July 20, 2008

Ripple effects of psychologist's porn addiction

Sex offenders to get new trials

A state psychologist's own sexual deviancy will lead to new trials for two Iowa sex offenders whom he opined should be locked up as sexually violent predators, the Des Moines Register reported today.

The evaluator is Joseph Belanger of North Dakota, whom I blogged about last December after he acknowledged an adiction to online child pornography.

Belanger's deviancy is causing ripple effects including a review of more than 100 cases and an upcoming appeal before the North Dakota Supreme Court.

Belanger resigned from North Dakota State Hospital but his license is still active during a continuing investigation, the Register reported.

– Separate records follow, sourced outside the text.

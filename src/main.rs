mod logging;

use pulsejack_engine::{config::BridgeConfig, session::Bridge};
use std::{path::PathBuf, process::ExitCode};
use tracing::error;

#[tokio::main]
async fn main() -> ExitCode {
    logging::init();

    let path = std::env::args_os().nth(1).map(PathBuf::from);
    let config = match BridgeConfig::load(path.as_deref()) {
        Ok(config) => config,
        Err(e) => {
            error!("{e}");
            return ExitCode::from(2);
        }
    };

    let bridge = match Bridge::start(&config) {
        Ok(bridge) => bridge,
        Err(e) => {
            error!("{:?} error: {e}", e.phase());
            return ExitCode::FAILURE;
        }
    };

    match bridge.run().await {
        Ok(()) => ExitCode::SUCCESS,
        Err(e) => {
            error!("{:?} error: {e}", e.phase());
            ExitCode::FAILURE
        }
    }
}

Although many state evaluators testify that it is difficult for sexual deviants to benefit from treatment, Belanger "stressed that he has worked with a Zen teacher and that 'I believe recovery is possible,' " according to the Register report.

The Des Moines Register story is here. My Dec. 9, 2007 post is here.

July 18, 2008

Canada: Restorative justice touted for hate crimes

Citizens of peaceful and tolerant New Brunswick, Canada, have been shocked by a recent outbreak of racist and anti-Semitic vandalism of churches and synagogues.

The answer?

Restorative justice, says criminology professor Elizabeth Elliott of Simon Fraser University in Vancouver. Elliottt is a leading Canadian expert on restorative justice and author of the book, New Directions In Restorative Justice: Issues, Practice, Evaluation.

If religious leaders and other victims are willing to meet with the offenders and if the offenders agree to participate, "there is an excellent learning opportunity here," said Elliott.

New Brunswick already has restorative justice programs in place both for juvenile and adult offenders, as do other Canadian metropolises such as Nova Scotia and British Columbia.

Of course, the offenders have to get caught first, no small problem in a vandalism case.

New Brunswick's Telegraph Journal has the story.

Hat tip: Understanding Crime

July 14, 2008

Who Killed Chandra Levy?

A new DNA technique has exonerated the father, but the passage of time makes the mystery of who killed JonBenet Ramsey in 1996 unlikely to be solved. Likewise for the 2001 murder of Chandra Levy, Washington's most famous unsolved crime. In both cases, premature certainty about one suspect (in the latter case a congressman) led police to ignore critical leads and commit a chain of errors that spiraled out of control.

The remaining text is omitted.